- Ray Location in Jharkhand, India3 Ray Ray (India)
- Coordinates: 23°41′06″N 85°03′13″E﻿ / ﻿23.6851°N 85.0535°E
- Country: India
- State: Jharkhand
- District: Ranchi

Government
- • Type: Federal democracy

Area
- • Total: 5.85 km^{2} (2.26 sq mi)

Population (2011)
- • Total: 6,977
- • Density: 1,190/km^{2} (3,090/sq mi)

Languages (*For language details see Khelari block#Language and religion)
- • Official: Hindi, Urdu
- Time zone: UTC+5:30 (IST)
- PIN: 829210
- Telephone/ STD code: 06530
- Vehicle registration: JH 01
- Literacy: 77.17%
- Lok Sabha constituency: Ranchi
- Vidhan Sabha constituency: Kanke
- Website: ranchi.nic.in

= Ray, Jharkhand =

Ray is a census town in the Khelari CD block in the Ranchi Sadar subdivision of the Ranchi district in the Indian state of Jharkhand.

==Geography==

===Location===
Ray is located at .

===Area overview===
The map alongside shows a part of the Ranchi plateau, most of it at an average elevation of 2,140 feet above sea level. Only a small part in the north-eastern part of the district is the lower Ranchi plateau, spread over Silli, Rahe, Sonahatu and Tamar CD blocks, at an elevation of 500 to 1,000 feet above sea level. There is a 16 km long ridge south-west of Ranchi. There are isolated hills in the central plateau. The principal river of the district, the Subarnarekha, originates near Ratu, flows in an easterly direction and descends from the plateau, with a drop of about 300 feet at Hundru Falls. Subarnarekha and other important rivers are marked on the map. The forested area is shaded in the map. A major part of the North Karanpura Area and some fringe areas of the Piparwar Area of the Central Coalfields Limited, both located in the North Karanpura Coalfield, are in Ranchi district. There has been extensive industrial activity in Ranchi district, since independence. Ranchi district is the first in the state in terms of population. 8.83% of the total population of the state lives in this district - 56.9% is rural population and 43.1% is urban population.
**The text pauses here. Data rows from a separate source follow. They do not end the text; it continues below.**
//! Offline operation queue.
//!
//! # Data Flow
//! ```text
//! executor (Disconnected, queueable op) / application code
//!     → enqueue (evict oldest when full)
//!
//! reconnect trigger (single background consumer)
//!     → drain
//!         1. evict entries older than ttl
//!         2. replay each remaining entry once, FIFO
//!         3. success → remove
//!         4. failure → attempts += 1; drop at max_attempts, else move to tail
//! ```
//!
//! # Design Decisions
//! - Bounded: capacity enforced on every enqueue, data loss logged at warn
//! - One mutex guards the items; it is never held across a replay await
//! - Single-flight drain: a second drain while one runs returns `None`
//! - Failed entries move to the tail so a poison entry cannot block the head
//! - An entry evicted while its replay is in flight is still reported:
//!   success counts as `succeeded`, failure lands in `dropped`
//! - Replay is at-least-once; descriptors must be idempotent
//! - In-memory only

pub mod descriptor;
pub mod replay;

use std::collections::VecDeque;
use std::sync::atomic::{AtomicBool, Ordering};
use std::sync::{Arc, Mutex};
use std::time::Duration;

use serde::Serialize;
use tokio::time::Instant;
use uuid::Uuid;

use crate::clock::Clock;
use crate::config::QueueConfig;
use crate::observability::metrics;

pub use descriptor::OperationDescriptor;
pub use replay::{replay_fn, OperationHandler, ReplayError, Replayer, TransportReplayer};

/// Queue bounds in runtime form.
#[derive(Debug, Clone, Copy, PartialEq, Eq)]
pub struct QueueSettings {
    pub capacity: usize,
    pub ttl: Duration,
}

impl From<&QueueConfig> for QueueSettings {
    fn from(config: &QueueConfig) -> Self {
        Self {
            capacity: config.capacity,
            ttl: Duration::from_secs(config.ttl_secs),
        }
    }
}

/// A deferred unit of work.
#[derive(Debug, Clone, PartialEq)]
pub struct QueuedOperation {
    pub id: Uuid,
    pub enqueued_at: Instant,
    pub attempt_count: u32,
    pub max_attempts: u32,
    pub descriptor: OperationDescriptor,
}

/// An operation removed without being delivered.
#[derive(Debug, Clone, PartialEq, Serialize)]
pub struct DroppedOperation {
    pub id: Uuid,
    pub label: String,
    pub attempts: u32,
    pub reason: String,
}

/// Outcome of one drain pass.
#[derive(Debug, Clone, Default, PartialEq, Serialize)]
pub struct DrainReport {
    /// Replayed successfully and removed.
    pub succeeded: usize,
    /// Failed but kept for a later drain.
    pub retried: usize,
    /// Exhausted their attempt budget.
    pub dropped: Vec<DroppedOperation>,
    /// Evicted for exceeding the TTL before replay.
    pub expired: Vec<DroppedOperation>,
}

impl DrainReport {
    /// True when anything was lost in this pass.
    pub fn has_losses(&self) -> bool {
        !self.dropped.is_empty() || !self.expired.is_empty()
    }
}

/// Bounded FIFO of operations waiting for connectivity.
pub struct OfflineQueue {
    items: Mutex<VecDeque<QueuedOperation>>,
    settings: QueueSettings,
    draining: AtomicBool,
    clock: Arc<dyn Clock>,
}

impl OfflineQueue {
    pub fn new(settings: QueueSettings, clock: Arc<dyn Clock>) -> Self {
        Self {
            items: Mutex::new(VecDeque::with_capacity(settings.capacity.min(1024))),
            settings,
            draining: AtomicBool::new(false),
            clock,
        }
    }

    pub fn settings(&self) -> QueueSettings {
        self.settings
    }

    /// Append an operation, evicting the oldest entry if the queue is full.
    ///
    /// `max_attempts` below 1 is treated as 1.
    pub fn enqueue(&self, descriptor: OperationDescriptor, max_attempts: u32) -> Uuid {
        let op = QueuedOperation {
            id: Uuid::new_v4(),
            enqueued_at: self.clock.now(),
            attempt_count: 0,
            max_attempts: max_attempts.max(1),
            descriptor,
        };
        let id = op.id;

        let mut items = self.lock();
        while items.len() >= self.settings.capacity.max(1) {
            if let Some(evicted) = items.pop_front() {
                tracing::warn!(
                    id = %evicted.id,
                    operation = %evicted.descriptor.label(),
                    capacity = self.settings.capacity,
                    "Offline queue full, evicting oldest operation"
                );
                metrics::record_queue_eviction("capacity");
            }
        }
        tracing::info!(id = %id, operation = %op.descriptor.label(), depth = items.len() + 1, "Operation queued for replay");
        items.push_back(op);
        metrics::record_queue_depth(items.len());
        id
    }

    pub fn len(&self) -> usize {
        self.lock().len()
    }

    pub fn is_empty(&self) -> bool {
        self.lock().is_empty()
    }

    /// Copy of the queued operations in FIFO order.
    pub fn snapshot(&self) -> Vec<QueuedOperation> {
        self.lock().iter().cloned().collect()
    }

    /// Remove everything. Returns how many operations were discarded.
    pub fn clear(&self) -> usize {
        let mut items = self.lock();
        let count = items.len();
        items.clear();
        metrics::record_queue_depth(0);
        if count > 0 {
            tracing::warn!(count, "Offline queue cleared");
        }
        count
    }

    pub fn is_draining(&self) -> bool {
        self.draining.load(Ordering::Acquire)
    }

    /// Run one drain pass. Returns `None` if another pass is already in flight.
    pub async fn drain(&self, replayer: &dyn Replayer) -> Option<DrainReport> {
        let Some(_guard) = DrainGuard::acquire(&self.draining) else {
            tracing::debug!("Drain already in flight, ignoring trigger");
            return None;
        };

        let mut report = DrainReport::default();
        let batch: Vec<Uuid> = {
            let mut items = self.lock();
            report.expired = self.evict_expired(&mut items);
            items.iter().map(|op| op.id).collect()
        };

        tracing::info!(pending = batch.len(), expired = report.expired.len(), "Draining offline queue");

        for id in batch {
            let (descriptor, attempt_count) = {
                let items = self.lock();
                match items.iter().find(|op| op.id == id) {
                    Some(op) => (op.descriptor.clone(), op.attempt_count),
                    // Evicted by a concurrent enqueue.
                    None => continue,
                }
            };

            let outcome = replayer.replay(&descriptor).await;

            let mut items = self.lock();
            let Some(pos) = items.iter().position(|op| op.id == id) else {
                // Evicted while the replay was in flight; a failure has nowhere
                // left to be retried from.
                match outcome {
                    Ok(()) => report.succeeded += 1,
                    Err(e) => {
                        tracing::warn!(
                            id = %id,
                            operation = %descriptor.label(),
                            error = %e,
                            "Replay failed for an operation evicted mid-drain"
                        );
                        report.dropped.push(DroppedOperation {
                            id,
                            label: descriptor.label(),
                            attempts: attempt_count + 1,
                            reason: format!("evicted during replay: {}", e),
                        });
                    }
                }
                continue;
            };
            let Some(mut op) = items.remove(pos) else {
                continue;
            };

            match outcome {
                Ok(()) => {
                    tracing::debug!(id = %id, operation = %op.descriptor.label(), "Replayed queued operation");
                    report.succeeded += 1;
                }
                Err(e) => {
                    op.attempt_count += 1;
                    if op.attempt_count >= op.max_attempts {
                        tracing::warn!(
                            id = %id,
                            operation = %op.descriptor.label(),
                            attempts = op.attempt_count,
                            error = %e,
                            "Dropping queued operation after exhausting attempts"
                        );
                        report.dropped.push(DroppedOperation {
                            id,
                            label: op.descriptor.label(),
                            attempts: op.attempt_count,
                            reason: e.to_string(),
                        });
                    } else {
                        tracing::info!(
                            id = %id,
                            attempts = op.attempt_count,
                            max_attempts = op.max_attempts,
                            error = %e,
                            "Replay failed, keeping operation for next drain"
                        );
                        items.push_back(op);
                        report.retried += 1;
                    }
                }
            }
        }

        let depth = self.len();
        metrics::record_queue_depth(depth);
        metrics::record_drain_outcome("succeeded", report.succeeded);
        metrics::record_drain_outcome("retried", report.retried);
        metrics::record_drain_outcome("dropped", report.dropped.len());
        metrics::record_drain_outcome("expired", report.expired.len());
        tracing::info!(
            succeeded = report.succeeded,
            retried = report.retried,
            dropped = report.dropped.len(),
            expired = report.expired.len(),
            remaining = depth,
            "Drain pass complete"
        );

        Some(report)
    }

    fn evict_expired(&self, items: &mut VecDeque<QueuedOperation>) -> Vec<DroppedOperation> {
        let now = self.clock.now();
        let ttl = self.settings.ttl;
        let mut expired = Vec::new();

        items.retain(|op| {
            let age = now.saturating_duration_since(op.enqueued_at);
            if age <= ttl {
                return true;
            }
            tracing::warn!(
                id = %op.id,
                operation = %op.descriptor.label(),
                age = ?age,
                "Evicting expired queued operation"
            );
            metrics::record_queue_eviction("ttl");
            expired.push(DroppedOperation {
                id: op.id,
                label: op.descriptor.label(),
                attempts: op.attempt_count,
                reason: format!("expired after {:?}", age),
            });
            false
        });

        expired
    }

    fn lock(&self) -> std::sync::MutexGuard<'_, VecDeque<QueuedOperation>> {
        self.items.lock().expect("offline queue mutex poisoned")
    }
}

impl std::fmt::Debug for OfflineQueue {
    fn fmt(&self, f: &mut std::fmt::Formatter<'_>) -> std::fmt::Result {
        f.debug_struct("OfflineQueue")
            .field("settings", &self.settings)
            .field("len", &self.len())
            .field("draining", &self.is_draining())
            .finish()
    }
}

/// Holds the single-flight flag for the duration of a drain pass.
struct DrainGuard<'a> {
    flag: &'a AtomicBool,
}

impl<'a> DrainGuard<'a> {
    fn acquire(flag: &'a AtomicBool) -> Option<Self> {
        flag.compare_exchange(false, true, Ordering::AcqRel, Ordering::Acquire)
            .ok()
            .map(|_| Self { flag })
    }
}

impl Drop for DrainGuard<'_> {
    fn drop(&mut self) {
        self.flag.store(false, Ordering::Release);
    }
}
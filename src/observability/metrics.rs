//! Metrics collection and exposition.
//!
//! # Responsibilities
//! - Define connectivity metrics (state, attempts, retries, queue depth)
//! - Expose Prometheus-compatible metrics endpoint
//!
//! # Metrics
//! - `link_state_transitions_total` (counter): transitions by target state
//! - `link_connected` (gauge): 1=connected, 0=otherwise
//! - `link_request_attempts_total` (counter): transport attempts
//! - `link_retries_total` (counter): retries by error kind
//! - `link_request_failures_total` (counter): final failures by error kind
//! - `link_queue_depth` (gauge): queued offline operations
//! - `link_queue_evictions_total` (counter): evictions by reason
//! - `link_drain_operations_total` (counter): drain outcomes by result
//!
//! # Design Decisions
//! - Recording is a no-op until a recorder is installed
//! - Labels are low-cardinality enum names only

use std::net::SocketAddr;

use metrics::{counter, gauge};
use metrics_exporter_prometheus::PrometheusBuilder;

/// Install the Prometheus exporter listening on `addr`.
pub fn init_metrics(addr: SocketAddr) {
    match PrometheusBuilder::new().with_http_listener(addr).install() {
        Ok(()) => tracing::info!(address = %addr, "Metrics exporter listening"),
        Err(e) => tracing::error!(error = %e, "Failed to install metrics exporter"),
    }
}

pub fn record_state_transition(state: &'static str, connected: bool) {
    counter!("link_state_transitions_total", "state" => state).increment(1);
    gauge!("link_connected").set(if connected { 1.0 } else { 0.0 });
}

pub fn record_attempt() {
    counter!("link_request_attempts_total").increment(1);
}

pub fn record_retry(kind: &'static str) {
    counter!("link_retries_total", "kind" => kind).increment(1);
}

pub fn record_request_failure(kind: &'static str) {
    counter!("link_request_failures_total", "kind" => kind).increment(1);
}

pub fn record_queue_depth(depth: usize) {
    gauge!("link_queue_depth").set(depth as f64);
}

pub fn record_queue_eviction(reason: &'static str) {
    counter!("link_queue_evictions_total", "reason" => reason).increment(1);
}

pub fn record_drain_outcome(result: &'static str, count: usize) {
    counter!("link_drain_operations_total", "result" => result).increment(count as u64);
}
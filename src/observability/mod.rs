//! Observability subsystem.
//!
//! # Data Flow
//! ```text
//! monitor / executor / queue produce:
//!     → logging.rs (structured log events via tracing)
//!     → metrics.rs (counters, gauges)
//!
//! Consumers:
//!     → Log output (stdout)
//!     → Metrics endpoint (Prometheus scrape)
//! ```
//!
//! # Design Decisions
//! - State transitions and retries log at info; data loss logs at warn
//! - Metrics are cheap (atomic increments)

pub mod logging;
pub mod metrics;
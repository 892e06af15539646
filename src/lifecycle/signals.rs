//! OS signal handling.

/// Resolve on Ctrl-C, or SIGTERM on unix.
pub async fn wait_for_shutdown_signal() {
    let ctrl_c = async {
        if let Err(e) = tokio::signal::ctrl_c().await {
            tracing::error!(error = %e, "Failed to listen for Ctrl-C");
            std::future::pending::<()>().await;
        }
    };

    #[cfg(unix)]
    let terminate = async {
        match tokio::signal::unix::signal(tokio::signal::unix::SignalKind::terminate()) {
            Ok(mut signal) => {
                signal.recv().await;
            }
            Err(e) => {
                tracing::error!(error = %e, "Failed to listen for SIGTERM");
                std::future::pending::<()>().await;
            }
        }
    };

    #[cfg(not(unix))]
    let terminate = std::future::pending::<()>();

    tokio::select! {
        _ = ctrl_c => tracing::info!("Received Ctrl-C"),
        _ = terminate => tracing::info!("Received SIGTERM"),
    }
}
Note: The map alongside presents some of the notable locations in the district. All places marked in the map are linked in the larger full screen map.

==Demographics==
According to the 2011 Census of India, Ray had a total population of 6,977, of which 3,677 (53%) were males and 3,300 (47%) were females. Population in the age range 0–6 years was 1,010. The total number of literate persons in Ray was 4,605 (77.17% of the population over 6 years).

==Infrastructure==
According to the District Census Handbook 2011, Ranchi, Ray covered an area of 5.85 km^{2}. Among the civic amenities, it had 15 km roads with open drains, the protected water supply involved hand pump, tap water from untreated sources,, overhead tank. It had 1,216 domestic electric connections. (There is something wrong with the data provided in the handbook for medical facilities in the census town - it exceeds the facilities for the CD block of which it is a part and also surpasses that of Ranchi city). Among the educational facilities it had 6 primary schools, 5 middle schools, other school facilities at Churi 5 km away. An important commodity it produced was coal. It had the branch office of 1 nationalised bank.

==Economy==
The projects of the North Karanpura Area of Central Coalfields Ltd. in North Karanpura Coalfield are: Churi underground, Dakra Bukbuka opencast, K.D.H. opencast, Karkatta opencast, Rohini opencast, Purnadih opencast.

==Education==
Uttari Karnpura Shramik Mahavidyalaya was established at Dakra in 1990.

Government UPG High School is a Hindi-medium coeducational institute established in 1953 at Ray. It has facilities for teaching from class I to class X. It has a library with 455 books.

==Transport==
There are stations at Ray and Khelari on the Barkakana-Son Nagar line.